----- INPUT -----

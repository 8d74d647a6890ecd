use crate::config::Config;
use anyhow::{anyhow, Result};
use clap::Args;
use colored::Colorize;
use pageforge_editor::Pipeline;
use pageforge_views::{LayoutMode, OutlineStyle, ReadOptions, TextMapScope, TextMapStyle};
use serde_json::Value;
use std::fs;
use std::path::PathBuf;

#[derive(Debug, Args)]
pub struct InspectArgs {
    /// Stored document file (JSON value or raw encoded string)
    pub file: PathBuf,

    /// Layout detail (outline, full)
    #[arg(long, default_value = "outline")]
    pub layout: String,

    /// Outline rendering (summary, tree)
    #[arg(long, default_value = "summary")]
    pub outline: String,

    /// Include the text map
    #[arg(long)]
    pub text_map: bool,

    /// Text map verbosity (full, compact, keys, none)
    #[arg(long, default_value = "compact")]
    pub text_map_style: String,

    /// Text map scope (content, all)
    #[arg(long, default_value = "content")]
    pub text_map_scope: String,

    /// Truncate text map entries to this many characters (0 = unlimited)
    #[arg(long, default_value = "0")]
    pub max_chars: usize,

    /// Include media property branches in the text map
    #[arg(long)]
    pub include_media: bool,

    /// Emit the whole view as JSON instead of plain text
    #[arg(long)]
    pub json: bool,
}

pub fn inspect(args: InspectArgs, cwd: &str) -> Result<()> {
    let config = Config::load(cwd)?;
    let raw = read_document(&args.file)?;
    let options = read_options(&args)?;

    let pipeline = Pipeline::with_catalog(config.catalog());
    let view = pipeline
        .inspect(&raw, &options)
        .ok_or_else(|| anyhow!("No decodable document in {}", args.file.display()))?;

    if args.json {
        println!("{}", serde_json::to_string_pretty(&view)?);
        return Ok(());
    }

    println!("{}", "Outline".bright_blue().bold());
    if view.outline.is_empty() {
        println!("  {}", "(no text-bearing nodes)".yellow());
    }
    print!("{}", view.rendered_outline);

    if let Some(text_map) = &view.text_map {
        println!();
        println!("{}", "Text map".bright_blue().bold());
        for entry in text_map {
            match &entry.text {
                Some(text) => println!("  {}  {:?}  {}", entry.field_key, entry.kind, text),
                None => println!("  {}", entry.field_key),
            }
        }
    }

    Ok(())
}

fn read_options(args: &InspectArgs) -> Result<ReadOptions> {
    let layout_mode = match args.layout.as_str() {
        "outline" => LayoutMode::Outline,
        "full" => LayoutMode::Full,
        other => return Err(anyhow!("Invalid layout: {}. Use: outline or full", other)),
    };
    let outline_style = match args.outline.as_str() {
        "summary" => OutlineStyle::Summary,
        "tree" => OutlineStyle::Tree,
        other => return Err(anyhow!("Invalid outline: {}. Use: summary or tree", other)),
    };
    let text_map_style = match args.text_map_style.as_str() {
        "full" => TextMapStyle::Full,
        "compact" => TextMapStyle::Compact,
        "keys" => TextMapStyle::Keys,
        "none" => TextMapStyle::None,
        other => {
            return Err(anyhow!(
                "Invalid text map style: {}. Use: full, compact, keys or none",
                other
            ))
        }
    };
    let text_map_scope = match args.text_map_scope.as_str() {
        "content" => TextMapScope::Content,
        "all" => TextMapScope::All,
        other => return Err(anyhow!("Invalid scope: {}. Use: content or all", other)),
    };

    Ok(ReadOptions {
        layout_mode,
        outline_style,
        text_map: args.text_map,
        text_map_style,
        text_map_max_chars: args.max_chars,
        text_map_scope,
        text_map_include_media: args.include_media,
    })
}

/// Read a stored document: a JSON file, or a file holding one raw encoded
/// string (legacy exports).
pub fn read_document(file: &PathBuf) -> Result<Value> {
    let content = fs::read_to_string(file)?;
    match serde_json::from_str::<Value>(&content) {
        Ok(value) => Ok(value),
        Err(_) => Ok(Value::String(content)),
    }
}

-----

• ACTIVITY
Take every line from the records that holds "TextMapStyle" and copy it down.

• ANSWER TO THIS TASK
use pageforge_views::{LayoutMode, OutlineStyle, ReadOptions, TextMapScope, TextMapStyle};
        "full" => TextMapStyle::Full,
        "compact" => TextMapStyle::Compact,
        "keys" => TextMapStyle::Keys,
        "none" => TextMapStyle::None,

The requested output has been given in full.